The Impact of Total Talent Acquisition on Healthcare

Total Talent

This holistic approach to recruitment may be the answer healthcare organizations are searching for.

By Tierney McAfee

The healthcare industry continues to grapple with a shortage of available talent to fill open positions, driving an increase in the use of flexible work arrangements, such as locum tenens and traveler nurses. Because of this growing reliance on contingent staff, not just in the healthcare industry, Total Talent Acquisition—a consistent and comprehensive approach to both full-time and contingent labor—has emerged as a new priority for organizations in 2019 and beyond.

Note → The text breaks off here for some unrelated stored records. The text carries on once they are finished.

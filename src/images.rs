//! Image pre-pulling
//!
//! Pulling the images the tests depend on up front makes an image pull
//! problem fail the run immediately instead of surfacing as a flaky test.

use crate::config::ImageConfig;
use crate::error::HarnessError;
use crate::exec::{CommandRunner, CommandSpec};
use anyhow::Result;
use std::time::Duration;
use tracing::{info, warn};

/// Pulls images through the configured pull command
pub struct ImagePuller<'a> {
    runner: &'a dyn CommandRunner,
    pull_command: &'a [String],
    max_attempts: u32,
    retry_delay: Duration,
}

impl<'a> ImagePuller<'a> {
    pub fn new(runner: &'a dyn CommandRunner, config: &'a ImageConfig) -> Self {
        Self {
            runner,
            pull_command: &config.pull_command,
            max_attempts: config.max_attempts.max(1),
            retry_delay: config.retry_delay(),
        }
    }

    /// Pull every image, stopping at the first one that cannot be pulled
    pub fn prepull_all(&self, images: &[String]) -> Result<()> {
        for image in images {
            let start = std::time::Instant::now();
            self.pull(image)?;
            info!(image = %image, elapsed = ?start.elapsed(), "pre-pulled image");
        }
        Ok(())
    }

    /// Pull one image, retrying up to the attempt limit
    pub fn pull(&self, image: &str) -> Result<()> {
        let (program, base_args) = match self.pull_command.split_first() {
            Some(split) => split,
            None => anyhow::bail!("image pull command is empty"),
        };
        let cmd = CommandSpec::new(program).args(base_args).arg(image);

        let mut last_error = None;
        for attempt in 1..=self.max_attempts {
            if attempt > 1 {
                std::thread::sleep(self.retry_delay);
            }

            match self.runner.run(&cmd) {
                Ok(out) if out.success() => return Ok(()),
                Ok(out) => {
                    warn!(
                        image,
                        attempt,
                        output = %out.output_lossy().trim(),
                        "image pull failed"
                    );
                    last_error = Some(anyhow::Error::new(HarnessError::CommandFailed {
                        command: cmd.to_string(),
                        status: out.status_string(),
                    }));
                }
                Err(e) => {
                    warn!(image, attempt, "image pull could not start: {:#}", e);
                    last_error = Some(e);
                }
            }
        }

        let err = last_error.unwrap_or_else(|| anyhow::anyhow!("no pull attempts were made"));
        Err(err.context(format!(
            "failed to pull image {} after {} attempts",
            image, self.max_attempts
        )))
    }
}

#[cfg(test)]
mod tests {
    use super::*;
    use crate::exec::mock::MockRunner;

    fn config(attempts: u32) -> ImageConfig {
        ImageConfig {
            list: vec!["busybox:1.36".to_string(), "nginx:1.25".to_string()],
            pull_command: vec!["crictl".to_string(), "pull".to_string()],
            max_attempts: attempts,
            retry_delay_ms: 1,
        }
    }

    #[test]
    fn test_prepull_all_success() {
        let runner = MockRunner::new();
        let config = config(5);
        let puller = ImagePuller::new(&runner, &config);

        puller.prepull_all(&config.list).unwrap();

        let calls = runner.calls();
        assert_eq!(calls.len(), 2);
        assert_eq!(calls[0].to_string(), "crictl pull busybox:1.36");
        assert_eq!(calls[1].to_string(), "crictl pull nginx:1.25");
    }

    #[test]
    fn test_pull_retries_then_succeeds() {
        let runner = MockRunner::new();
        runner.push_exit(1, "i/o timeout");
        runner.push_launch_error("resource temporarily unavailable");
        runner.push_success("");
        let config = config(5);

        ImagePuller::new(&runner, &config).pull("busybox:1.36").unwrap();
        assert_eq!(runner.call_count(), 3);
    }

    #[test]
    fn test_pull_gives_up_after_max_attempts() {
        let runner = MockRunner::new();
        for _ in 0..3 {
            runner.push_exit(1, "manifest unknown");
        }
        let config = config(3);

        let err = ImagePuller::new(&runner, &config).prepull_all(&config.list).unwrap_err();
        assert_eq!(runner.call_count(), 3, "second image must not be attempted");
        assert!(format!("{:#}", err).contains("failed to pull image busybox:1.36 after 3 attempts"));
    }
}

“We believe healthcare has an opportunity to continue to open its doors to these types of work arrangements, but we have to figure out where the right balance is to ensure costs, patient safety and experience aren’t negativity impacted,” explains Liz Bickley, Senior Vice President of Healthcare Client Services for Cielo, the leading provider of Recruitment Process Outsourcing solutions to the healthcare industry.

Feeling the pressure of today’s market forces, healthcare organizations are considering new approaches to talent acquisition. “We’re really working with organizations to say, ‘Is this a permanent job, or is this a role where you could bring in a contractor for six months to achieve the same or even better outcomes, and maybe they don’t need to be based on-site?’” Bickley says.

A Total Talent Acquisition strategy enables organizations to have these types of conversations and understand all of their talent needs. They can then take a more strategic approach to planning and hiring from the most appropriate permanent or contingent labor pools.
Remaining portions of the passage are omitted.